Капитан Кинтеро нашел утешение в тщедушном заморыше, которого оставила ему на память жена. Сын был его единственной радостью, и он тратил все силы на то, чтобы поднять его на ноги. В остальном жизнь его текла размеренно и однообразно. Он в одиночку накачивался лучшим вином со своих виноградников, играл в домино и позволял один раз в неделю своей худющей ключнице Рохелии, которую все звали Ель-Гирре, делать себе минет, благодаря чему снимал сексуальное напряжение до следующей субботы.

Оставалось лишь удивляться переменам, произошедшим в жизни этого тщеславного и могущественного человека, привыкшего красоваться в увешанной наградами военной форме. В свое время дон Матиас Кинтеро, благодаря своему другу, могущественному генералу Окампо, многого достиг и был в Мадриде не последним человеком. Однако и сын, и виноградники требовали все больше и больше его внимания. Потом умер Окампо, Германия проиграла войну, и дон Кинтеро понял, что время его подошло к концу. Он понял, что состариться ему суждено в деревне, наблюдая, как год за годом разрастаются его и без того немалые владения. Понял и смирился. К тому же на Лансароте он по-прежнему оставался всемогущим доном Матиасом, люди уважали и боялись его независимо от того, завладеет ли Окампо министерским креслом или умрет.

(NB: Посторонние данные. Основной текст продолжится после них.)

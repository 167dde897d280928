//! Rule-based synthesis
//!
//! Four boolean signals read off the two summaries; the decision depends
//! on nothing but how many of them hold.

use crate::models::{Decision, Recommendation};

#[derive(Debug, Clone, Copy, PartialEq, Eq)]
pub enum Signal {
    StrongQualitative,
    MarketOpportunity,
    PositiveGrowth,
    StablePerformance,
}

impl Signal {
    pub const ALL: [Signal; 4] = [
        Signal::StrongQualitative,
        Signal::MarketOpportunity,
        Signal::PositiveGrowth,
        Signal::StablePerformance,
    ];

    /// Justification phrase appended when the signal holds
    pub fn phrase(&self) -> &'static str {
        match self {
            Signal::StrongQualitative => "Strong qualitative indicators",
            Signal::MarketOpportunity => "Market opportunity identified",
            Signal::PositiveGrowth => "Positive growth metrics",
            Signal::StablePerformance => "Stable financial performance",
        }
    }

    /// Both inputs must already be lower-cased.
    fn detect(&self, qualitative: &str, quantitative: &str) -> bool {
        match self {
            Signal::StrongQualitative => contains_any(
                qualitative,
                &["strong", "experienced", "expert", "innovative"],
            ),
            Signal::MarketOpportunity => {
                contains_any(qualitative, &["market", "opportunity", "growth"])
            }
            Signal::PositiveGrowth => {
                quantitative.contains("growth") && !quantitative.contains("decline")
            }
            Signal::StablePerformance => contains_any(quantitative, &["stable", "consistent"]),
        }
    }
}

fn contains_any(haystack: &str, needles: &[&str]) -> bool {
    needles.iter().any(|n| haystack.contains(n))
}

/// Which signals hold, in `Signal::ALL` order.
#[derive(Debug, Clone, Copy, PartialEq, Eq, Default)]
pub struct Signals([bool; 4]);

impl Signals {
    pub fn new(flags: [bool; 4]) -> Self {
        Self(flags)
    }

    pub fn detect(qualitative: &str, quantitative: &str) -> Self {
        let qualitative = qualitative.to_lowercase();
        let quantitative = quantitative.to_lowercase();

        let mut flags = [false; 4];
        for (flag, signal) in flags.iter_mut().zip(Signal::ALL) {
            *flag = signal.detect(&qualitative, &quantitative);
        }
        Self(flags)
    }

    pub fn active(&self) -> impl Iterator<Item = Signal> + '_ {
        Signal::ALL
            .into_iter()
            .zip(self.0)
            .filter_map(|(signal, on)| on.then_some(signal))
    }

    pub fn count(&self) -> usize {
        self.0.iter().filter(|on| **on).count()
    }

    /// 3+ signals invest, exactly 2 monitor, otherwise pass.
    pub fn decide(&self) -> Decision {
        match self.count() {
            n if n >= 3 => Decision::Invest,
            2 => Decision::Monitor,
            _ => Decision::Pass,
        }
    }

    pub fn recommendation(&self) -> Recommendation {
        let decision = self.decide();
        let phrases: Vec<&str> = self.active().map(|s| s.phrase()).collect();
        let reasons = if phrases.is_empty() {
            "no positive indicators".to_string()
        } else {
            phrases.join(", ")
        };

        Recommendation {
            decision,
            justification: format!("Rule-based analysis: {}. Decision: {}.", reasons, decision),
        }
    }
}

/// Deterministic recommendation from the two summaries.
pub fn rule_based_recommendation(qualitative: &str, quantitative: &str) -> Recommendation {
    Signals::detect(qualitative, quantitative).recommendation()
}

И там был его сын, слабый мальчик, который не перенес бы тяжелого мадридского климата.

Сын… который теперь мертв.

Ему сообщили о произошедшем, когда он находился в казино. В тот миг его голова была затуманена вином и сигарным дымом, а партия в «чамела» [6] была в самом разгаре. Вначале ему показалось, что все происходящее — сон, что кто-то рассказывает содержание фильма, увиденного в поселке, или пересказывает бредни местного безумца.

«Его не могут убить. Это — все, что у меня есть», — говорят, что услышав новость, он произнес именно эти слова.